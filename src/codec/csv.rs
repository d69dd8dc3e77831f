//! CSV batch encoder
//!
//! One record per line, comma-delimited. Automatic header emission is
//! disabled on the underlying writer; the header record is written manually
//! so the caller controls header-once semantics across parts.

use super::{BatchEncoder, EncodeError};
use crate::rows::Record;

/// CSV encoder
pub struct CsvEncoder;

impl BatchEncoder for CsvEncoder {
    fn content_type(&self) -> &'static str {
        "text/csv"
    }

    fn encode(&self, batch: &[Record], write_header: bool) -> Result<Vec<u8>, EncodeError> {
        let mut buf = Vec::new();
        {
            let mut writer = ::csv::WriterBuilder::new()
                .has_headers(false)
                .from_writer(&mut buf);

            if write_header {
                writer.write_record(Record::COLUMNS)?;
            }

            for record in batch {
                writer.serialize(record)?;
            }

            writer.flush()?;
        }
        Ok(buf)
    }
}

#[cfg(test)]
mod tests {
    use super::*;
    use crate::rows::{RowSource, SyntheticRows};

    fn rows(n: u64) -> Vec<Record> {
        let (batch, _) = SyntheticRows::new(n).next_batch(usize::MAX);
        batch
    }

    #[test]
    fn test_header_written_once_when_requested() {
        let batch = rows(2);
        let bytes = CsvEncoder.encode(&batch, true).unwrap();
        let text = String::from_utf8(bytes).unwrap();

        let mut lines = text.lines();
        assert_eq!(
            lines.next().unwrap(),
            "id,first_name,last_name,status,education,category,address,age,counter"
        );
        assert_eq!(text.lines().count(), 3);
    }

    #[test]
    fn test_no_header_when_flag_unset() {
        let batch = rows(2);
        let bytes = CsvEncoder.encode(&batch, false).unwrap();
        let text = String::from_utf8(bytes).unwrap();
        assert!(text.starts_with("1,"));
        assert_eq!(text.lines().count(), 2);
    }

    #[test]
    fn test_deterministic_output() {
        let batch = rows(5);
        let first = CsvEncoder.encode(&batch, true).unwrap();
        let second = CsvEncoder.encode(&batch, true).unwrap();
        assert_eq!(first, second);
    }

    #[test]
    fn test_concatenated_batches_equal_one_shot() {
        let all = rows(10);
        let one_shot = CsvEncoder.encode(&all, true).unwrap();

        let mut concatenated = CsvEncoder.encode(&all[..4], true).unwrap();
        concatenated.extend(CsvEncoder.encode(&all[4..7], false).unwrap());
        concatenated.extend(CsvEncoder.encode(&all[7..], false).unwrap());

        assert_eq!(one_shot, concatenated);
    }

    #[test]
    fn test_empty_batch_with_header_yields_header_only() {
        let bytes = CsvEncoder.encode(&[], true).unwrap();
        let text = String::from_utf8(bytes).unwrap();
        assert_eq!(text.lines().count(), 1);
        assert!(text.starts_with("id,"));
    }

    #[test]
    fn test_empty_batch_without_header_yields_nothing() {
        let bytes = CsvEncoder.encode(&[], false).unwrap();
        assert!(bytes.is_empty());
    }
}
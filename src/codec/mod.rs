//! Batch encoding module
//!
//! Turns finite batches of rows into byte payloads. Encoders are stateless;
//! whether a header is written is decided by the caller so that successive
//! calls with `write_header = false` concatenate into one logical file.

use crate::rows::Record;
use thiserror::Error;

pub mod csv;
pub mod excel;

pub use self::csv::CsvEncoder;
pub use self::excel::ExcelEncoder;

/// Encoding errors
#[derive(Error, Debug)]
pub enum EncodeError {
    #[error("CSV encoding failed: {0}")]
    Csv(#[from] ::csv::Error),

    #[error("Workbook encoding failed: {0}")]
    Workbook(#[from] rust_xlsxwriter::XlsxError),

    #[error("IO error: {0}")]
    IoError(#[from] std::io::Error),
}

/// Serializes a batch of records into a byte payload.
///
/// Contract: the encoder itself carries no header state. If `write_header`
/// is true a header record precedes the data records; otherwise records are
/// simply appended. Same batch + same flag must produce byte-identical
/// output.
pub trait BatchEncoder: Send + Sync {
    /// MIME type of the produced payload
    fn content_type(&self) -> &'static str;

    /// Encode `batch` into bytes, optionally preceded by a header record
    fn encode(&self, batch: &[Record], write_header: bool) -> Result<Vec<u8>, EncodeError>;
}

========

TASK DESCRIPTION - Retype all the material exactly as shown.

TASK ANSWER -
filename src/codec/csv.rs
repository d69dd8dc3e77831f
//! CSV batch encoder
//!
//! One record per line, comma-delimited. Automatic header emission is
//! disabled on the underlying writer; the header record is written manually
//! so the caller controls header-once semantics across parts.

use super::{BatchEncoder, EncodeError};
use crate::rows::Record;

/// CSV encoder
pub struct CsvEncoder;

impl BatchEncoder for CsvEncoder {
    fn content_type(&self) -> &'static str {
        "text/csv"
    }

    fn encode(&self, batch: &[Record], write_header: bool) -> Result<Vec<u8>, EncodeError> {
        let mut buf = Vec::new();
        {
            let mut writer = ::csv::WriterBuilder::new()
                .has_headers(false)
                .from_writer(&mut buf);

            if write_header {
                writer.write_record(Record::COLUMNS)?;
            }

            for record in batch {
                writer.serialize(record)?;
            }

            writer.flush()?;
        }
        Ok(buf)
    }
}

#[cfg(test)]
mod tests {
    use super::*;
    use crate::rows::{RowSource, SyntheticRows};

    fn rows(n: u64) -> Vec<Record> {
        let (batch, _) = SyntheticRows::new(n).next_batch(usize::MAX);
        batch
    }

    #[test]
    fn test_header_written_once_when_requested() {
        let batch = rows(2);
        let bytes = CsvEncoder.encode(&batch, true).unwrap();
        let text = String::from_utf8(bytes).unwrap();

        let mut lines = text.lines();
        assert_eq!(
            lines.next().unwrap(),
            "id,first_name,last_name,status,education,category,address,age,counter"
        );
        assert_eq!(text.lines().count(), 3);
    }

    #[test]
    fn test_no_header_when_flag_unset() {
        let batch = rows(2);
        let bytes = CsvEncoder.encode(&batch, false).unwrap();
        let text = String::from_utf8(bytes).unwrap();
        assert!(text.starts_with("1,"));
        assert_eq!(text.lines().count(), 2);
    }

    #[test]
    fn test_deterministic_output() {
        let batch = rows(5);
        let first = CsvEncoder.encode(&batch, true).unwrap();
        let second = CsvEncoder.encode(&batch, true).unwrap();
        assert_eq!(first, second);
    }

    #[test]
    fn test_concatenated_batches_equal_one_shot() {
        let all = rows(10);
        let one_shot = CsvEncoder.encode(&all, true).unwrap();

        let mut concatenated = CsvEncoder.encode(&all[..4], true).unwrap();
        concatenated.extend(CsvEncoder.encode(&all[4..7], false).unwrap());
        concatenated.extend(CsvEncoder.encode(&all[7..], false).unwrap());

        assert_eq!(one_shot, concatenated);
    }

    #[test]
    fn test_empty_batch_with_header_yields_header_only() {
        let bytes = CsvEncoder.encode(&[], true).unwrap();
        let text = String::from_utf8(bytes).unwrap();
        assert_eq!(text.lines().count(), 1);
        assert!(text.starts_with("id,"));
    }

    #[test]
    fn test_empty_batch_without_header_yields_nothing() {
        let bytes = CsvEncoder.encode(&[], false).unwrap();
        assert!(bytes.is_empty());
    }
}
filename src/codec/mod.rs
//! Batch encoding module
//!
//! Turns finite batches of rows into byte payloads. Encoders are stateless;
//! whether a header is written is decided by the caller so that successive
//! calls with `write_header = false` concatenate into one logical file.

use crate::rows::Record;
use thiserror::Error;

pub mod csv;
pub mod excel;

pub use self::csv::CsvEncoder;
pub use self::excel::ExcelEncoder;

/// Encoding errors
#[derive(Error, Debug)]
pub enum EncodeError {
    #[error("CSV encoding failed: {0}")]
    Csv(#[from] ::csv::Error),

    #[error("Workbook encoding failed: {0}")]
    Workbook(#[from] rust_xlsxwriter::XlsxError),

    #[error("IO error: {0}")]
    IoError(#[from] std::io::Error),
}

/// Serializes a batch of records into a byte payload.
///
/// Contract: the encoder itself carries no header state. If `write_header`
/// is true a header record precedes the data records; otherwise records are
/// simply appended. Same batch + same flag must produce byte-identical
/// output.
pub trait BatchEncoder: Send + Sync {
    /// MIME type of the produced payload
    fn content_type(&self) -> &'static str;

    /// Encode `batch` into bytes, optionally preceded by a header record
    fn encode(&self, batch: &[Record], write_header: bool) -> Result<Vec<u8>, EncodeError>;
}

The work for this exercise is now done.